■ **TASK INSTRUCTIONS**: This exercise needs the complete data reproduced exactly.

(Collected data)

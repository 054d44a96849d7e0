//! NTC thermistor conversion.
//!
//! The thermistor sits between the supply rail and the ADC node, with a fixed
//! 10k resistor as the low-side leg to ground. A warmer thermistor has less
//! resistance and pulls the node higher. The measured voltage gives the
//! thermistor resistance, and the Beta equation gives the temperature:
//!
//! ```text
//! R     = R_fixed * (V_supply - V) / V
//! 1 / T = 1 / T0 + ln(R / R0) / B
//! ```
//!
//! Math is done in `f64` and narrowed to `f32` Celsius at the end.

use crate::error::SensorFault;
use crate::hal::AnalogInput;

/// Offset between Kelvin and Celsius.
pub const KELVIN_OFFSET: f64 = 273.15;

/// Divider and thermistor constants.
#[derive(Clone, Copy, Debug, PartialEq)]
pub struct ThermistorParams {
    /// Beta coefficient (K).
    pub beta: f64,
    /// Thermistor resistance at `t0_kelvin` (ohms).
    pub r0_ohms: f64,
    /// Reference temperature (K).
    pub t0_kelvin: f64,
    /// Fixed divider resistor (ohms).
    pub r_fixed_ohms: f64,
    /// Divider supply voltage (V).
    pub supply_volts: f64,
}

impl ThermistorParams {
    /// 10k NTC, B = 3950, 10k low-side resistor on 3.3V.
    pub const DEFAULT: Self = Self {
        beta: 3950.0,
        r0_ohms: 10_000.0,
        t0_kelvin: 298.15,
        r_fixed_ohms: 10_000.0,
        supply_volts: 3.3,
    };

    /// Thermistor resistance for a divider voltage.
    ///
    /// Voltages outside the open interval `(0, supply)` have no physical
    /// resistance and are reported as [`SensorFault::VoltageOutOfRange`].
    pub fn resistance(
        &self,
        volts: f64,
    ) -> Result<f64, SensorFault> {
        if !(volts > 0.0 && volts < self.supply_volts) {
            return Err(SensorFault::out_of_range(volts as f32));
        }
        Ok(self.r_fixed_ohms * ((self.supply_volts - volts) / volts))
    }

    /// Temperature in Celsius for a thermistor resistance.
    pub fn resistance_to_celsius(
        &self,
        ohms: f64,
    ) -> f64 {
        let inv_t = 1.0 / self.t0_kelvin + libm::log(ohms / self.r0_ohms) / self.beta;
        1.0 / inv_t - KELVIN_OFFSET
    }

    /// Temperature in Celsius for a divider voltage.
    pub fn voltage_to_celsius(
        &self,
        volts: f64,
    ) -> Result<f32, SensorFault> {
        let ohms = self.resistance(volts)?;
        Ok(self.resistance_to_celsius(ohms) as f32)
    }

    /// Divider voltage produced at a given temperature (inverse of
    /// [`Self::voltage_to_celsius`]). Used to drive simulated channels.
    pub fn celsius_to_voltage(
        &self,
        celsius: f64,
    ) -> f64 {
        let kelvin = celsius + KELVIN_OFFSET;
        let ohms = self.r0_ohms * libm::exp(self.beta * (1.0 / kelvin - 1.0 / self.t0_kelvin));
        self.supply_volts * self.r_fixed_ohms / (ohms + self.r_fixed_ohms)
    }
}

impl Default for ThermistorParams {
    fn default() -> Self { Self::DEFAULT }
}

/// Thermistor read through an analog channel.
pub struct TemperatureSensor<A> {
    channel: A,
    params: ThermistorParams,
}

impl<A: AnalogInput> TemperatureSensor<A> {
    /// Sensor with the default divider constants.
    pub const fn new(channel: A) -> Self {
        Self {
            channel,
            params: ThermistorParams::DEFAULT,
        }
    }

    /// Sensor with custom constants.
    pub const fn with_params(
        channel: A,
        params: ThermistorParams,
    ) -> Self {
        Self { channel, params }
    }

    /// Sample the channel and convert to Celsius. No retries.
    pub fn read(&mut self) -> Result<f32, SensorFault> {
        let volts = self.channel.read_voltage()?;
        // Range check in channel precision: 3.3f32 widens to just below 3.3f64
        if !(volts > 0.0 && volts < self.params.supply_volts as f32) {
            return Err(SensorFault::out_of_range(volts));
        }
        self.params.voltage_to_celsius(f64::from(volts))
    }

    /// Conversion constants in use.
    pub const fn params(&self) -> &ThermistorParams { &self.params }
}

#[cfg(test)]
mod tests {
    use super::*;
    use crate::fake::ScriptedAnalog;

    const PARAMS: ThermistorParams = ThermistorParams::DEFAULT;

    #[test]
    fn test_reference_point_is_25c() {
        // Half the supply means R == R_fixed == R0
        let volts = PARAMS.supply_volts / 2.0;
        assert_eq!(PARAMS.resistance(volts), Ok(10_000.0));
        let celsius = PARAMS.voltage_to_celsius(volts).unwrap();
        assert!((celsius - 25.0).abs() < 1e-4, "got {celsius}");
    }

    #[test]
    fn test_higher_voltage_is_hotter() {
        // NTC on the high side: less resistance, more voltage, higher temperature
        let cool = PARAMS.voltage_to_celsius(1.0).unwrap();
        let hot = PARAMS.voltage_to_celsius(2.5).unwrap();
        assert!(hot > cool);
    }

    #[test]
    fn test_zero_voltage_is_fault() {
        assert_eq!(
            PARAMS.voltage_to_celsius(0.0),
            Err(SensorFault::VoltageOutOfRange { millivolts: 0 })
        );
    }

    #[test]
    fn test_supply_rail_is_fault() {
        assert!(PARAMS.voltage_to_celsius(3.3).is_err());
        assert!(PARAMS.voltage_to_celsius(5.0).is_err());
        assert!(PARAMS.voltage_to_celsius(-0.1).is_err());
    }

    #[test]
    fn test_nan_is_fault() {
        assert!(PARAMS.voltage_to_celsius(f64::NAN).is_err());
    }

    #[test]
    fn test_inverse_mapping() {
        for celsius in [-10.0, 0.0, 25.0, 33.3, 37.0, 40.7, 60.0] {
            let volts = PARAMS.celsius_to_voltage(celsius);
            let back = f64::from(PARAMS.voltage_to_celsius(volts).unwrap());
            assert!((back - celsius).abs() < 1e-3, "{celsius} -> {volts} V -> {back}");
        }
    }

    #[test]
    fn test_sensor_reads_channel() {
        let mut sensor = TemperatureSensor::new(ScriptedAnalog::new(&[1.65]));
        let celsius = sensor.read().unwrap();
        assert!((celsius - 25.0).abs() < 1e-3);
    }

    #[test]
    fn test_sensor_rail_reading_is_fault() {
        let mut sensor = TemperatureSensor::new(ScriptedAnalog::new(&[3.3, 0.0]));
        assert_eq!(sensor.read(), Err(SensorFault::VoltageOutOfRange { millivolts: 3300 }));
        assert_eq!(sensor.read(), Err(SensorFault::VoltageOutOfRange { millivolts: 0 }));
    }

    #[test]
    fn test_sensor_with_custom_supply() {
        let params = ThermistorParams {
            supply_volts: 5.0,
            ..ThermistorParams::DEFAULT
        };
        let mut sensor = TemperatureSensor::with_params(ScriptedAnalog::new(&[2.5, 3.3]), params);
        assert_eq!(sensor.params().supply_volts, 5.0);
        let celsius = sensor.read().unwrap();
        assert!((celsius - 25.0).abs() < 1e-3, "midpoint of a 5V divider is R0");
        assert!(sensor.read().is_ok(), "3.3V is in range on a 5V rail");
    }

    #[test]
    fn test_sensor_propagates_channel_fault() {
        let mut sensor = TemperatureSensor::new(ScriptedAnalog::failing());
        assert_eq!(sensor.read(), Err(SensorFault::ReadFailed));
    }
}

■ **RESPONSE BELOW**:
repository 054d44a96849d7e0
//! NTC thermistor conversion.
//!
//! The thermistor sits between the supply rail and the ADC node, with a fixed
//! 10k resistor as the low-side leg to ground. A warmer thermistor has less
//! resistance and pulls the node higher. The measured voltage gives the
//! thermistor resistance, and the Beta equation gives the temperature:
//!
//! ```text
//! R     = R_fixed * (V_supply - V) / V
//! 1 / T = 1 / T0 + ln(R / R0) / B
//! ```
//!
//! Math is done in `f64` and narrowed to `f32` Celsius at the end.

use crate::error::SensorFault;
use crate::hal::AnalogInput;

/// Offset between Kelvin and Celsius.
pub const KELVIN_OFFSET: f64 = 273.15;

/// Divider and thermistor constants.
#[derive(Clone, Copy, Debug, PartialEq)]
pub struct ThermistorParams {
    /// Beta coefficient (K).
    pub beta: f64,
    /// Thermistor resistance at `t0_kelvin` (ohms).
    pub r0_ohms: f64,
    /// Reference temperature (K).
    pub t0_kelvin: f64,
    /// Fixed divider resistor (ohms).
    pub r_fixed_ohms: f64,
    /// Divider supply voltage (V).
    pub supply_volts: f64,
}

impl ThermistorParams {
    /// 10k NTC, B = 3950, 10k low-side resistor on 3.3V.
    pub const DEFAULT: Self = Self {
        beta: 3950.0,
        r0_ohms: 10_000.0,
        t0_kelvin: 298.15,
        r_fixed_ohms: 10_000.0,
        supply_volts: 3.3,
    };

    /// Thermistor resistance for a divider voltage.
    ///
    /// Voltages outside the open interval `(0, supply)` have no physical
    /// resistance and are reported as [`SensorFault::VoltageOutOfRange`].
    pub fn resistance(
        &self,
        volts: f64,
    ) -> Result<f64, SensorFault> {
        if !(volts > 0.0 && volts < self.supply_volts) {
            return Err(SensorFault::out_of_range(volts as f32));
        }
        Ok(self.r_fixed_ohms * ((self.supply_volts - volts) / volts))
    }

    /// Temperature in Celsius for a thermistor resistance.
    pub fn resistance_to_celsius(
        &self,
        ohms: f64,
    ) -> f64 {
        let inv_t = 1.0 / self.t0_kelvin + libm::log(ohms / self.r0_ohms) / self.beta;
        1.0 / inv_t - KELVIN_OFFSET
    }

    /// Temperature in Celsius for a divider voltage.
    pub fn voltage_to_celsius(
        &self,
        volts: f64,
    ) -> Result<f32, SensorFault> {
        let ohms = self.resistance(volts)?;
        Ok(self.resistance_to_celsius(ohms) as f32)
    }

    /// Divider voltage produced at a given temperature (inverse of
    /// [`Self::voltage_to_celsius`]). Used to drive simulated channels.
    pub fn celsius_to_voltage(
        &self,
        celsius: f64,
    ) -> f64 {
        let kelvin = celsius + KELVIN_OFFSET;
        let ohms = self.r0_ohms * libm::exp(self.beta * (1.0 / kelvin - 1.0 / self.t0_kelvin));
        self.supply_volts * self.r_fixed_ohms / (ohms + self.r_fixed_ohms)
    }
}

impl Default for ThermistorParams {
    fn default() -> Self { Self::DEFAULT }
}

/// Thermistor read through an analog channel.
pub struct TemperatureSensor<A> {
    channel: A,
    params: ThermistorParams,
}

impl<A: AnalogInput> TemperatureSensor<A> {
    /// Sensor with the default divider constants.
    pub const fn new(channel: A) -> Self {
        Self {
            channel,
            params: ThermistorParams::DEFAULT,
        }
    }

    /// Sensor with custom constants.
    pub const fn with_params(
        channel: A,
        params: ThermistorParams,
    ) -> Self {
        Self { channel, params }
    }

    /// Sample the channel and convert to Celsius. No retries.
    pub fn read(&mut self) -> Result<f32, SensorFault> {
        let volts = self.channel.read_voltage()?;
        // Range check in channel precision: 3.3f32 widens to just below 3.3f64
        if !(volts > 0.0 && volts < self.params.supply_volts as f32) {
            return Err(SensorFault::out_of_range(volts));
        }
        self.params.voltage_to_celsius(f64::from(volts))
    }

    /// Conversion constants in use.
    pub const fn params(&self) -> &ThermistorParams { &self.params }
}

#[cfg(test)]
mod tests {
    use super::*;
    use crate::fake::ScriptedAnalog;

    const PARAMS: ThermistorParams = ThermistorParams::DEFAULT;

    #[test]
    fn test_reference_point_is_25c() {
        // Half the supply means R == R_fixed == R0
        let volts = PARAMS.supply_volts / 2.0;
        assert_eq!(PARAMS.resistance(volts), Ok(10_000.0));
        let celsius = PARAMS.voltage_to_celsius(volts).unwrap();
        assert!((celsius - 25.0).abs() < 1e-4, "got {celsius}");
    }

    #[test]
    fn test_higher_voltage_is_hotter() {
        // NTC on the high side: less resistance, more voltage, higher temperature
        let cool = PARAMS.voltage_to_celsius(1.0).unwrap();
        let hot = PARAMS.voltage_to_celsius(2.5).unwrap();
        assert!(hot > cool);
    }

    #[test]
    fn test_zero_voltage_is_fault() {
        assert_eq!(
            PARAMS.voltage_to_celsius(0.0),
            Err(SensorFault::VoltageOutOfRange { millivolts: 0 })
        );
    }

    #[test]
    fn test_supply_rail_is_fault() {
        assert!(PARAMS.voltage_to_celsius(3.3).is_err());
        assert!(PARAMS.voltage_to_celsius(5.0).is_err());
        assert!(PARAMS.voltage_to_celsius(-0.1).is_err());
    }

    #[test]
    fn test_nan_is_fault() {
        assert!(PARAMS.voltage_to_celsius(f64::NAN).is_err());
    }

    #[test]
    fn test_inverse_mapping() {
        for celsius in [-10.0, 0.0, 25.0, 33.3, 37.0, 40.7, 60.0] {
            let volts = PARAMS.celsius_to_voltage(celsius);
            let back = f64::from(PARAMS.voltage_to_celsius(volts).unwrap());
            assert!((back - celsius).abs() < 1e-3, "{celsius} -> {volts} V -> {back}");
        }
    }

    #[test]
    fn test_sensor_reads_channel() {
        let mut sensor = TemperatureSensor::new(ScriptedAnalog::new(&[1.65]));
        let celsius = sensor.read().unwrap();
        assert!((celsius - 25.0).abs() < 1e-3);
    }

    #[test]
    fn test_sensor_rail_reading_is_fault() {
        let mut sensor = TemperatureSensor::new(ScriptedAnalog::new(&[3.3, 0.0]));
        assert_eq!(sensor.read(), Err(SensorFault::VoltageOutOfRange { millivolts: 3300 }));
        assert_eq!(sensor.read(), Err(SensorFault::VoltageOutOfRange { millivolts: 0 }));
    }

    #[test]
    fn test_sensor_with_custom_supply() {
        let params = ThermistorParams {
            supply_volts: 5.0,
            ..ThermistorParams::DEFAULT
        };
        let mut sensor = TemperatureSensor::with_params(ScriptedAnalog::new(&[2.5, 3.3]), params);
        assert_eq!(sensor.params().supply_volts, 5.0);
        let celsius = sensor.read().unwrap();
        assert!((celsius - 25.0).abs() < 1e-3, "midpoint of a 5V divider is R0");
        assert!(sensor.read().is_ok(), "3.3V is in range on a 5V rail");
    }

    #[test]
    fn test_sensor_propagates_channel_fault() {
        let mut sensor = TemperatureSensor::new(ScriptedAnalog::failing());
        assert_eq!(sensor.read(), Err(SensorFault::ReadFailed));
    }
}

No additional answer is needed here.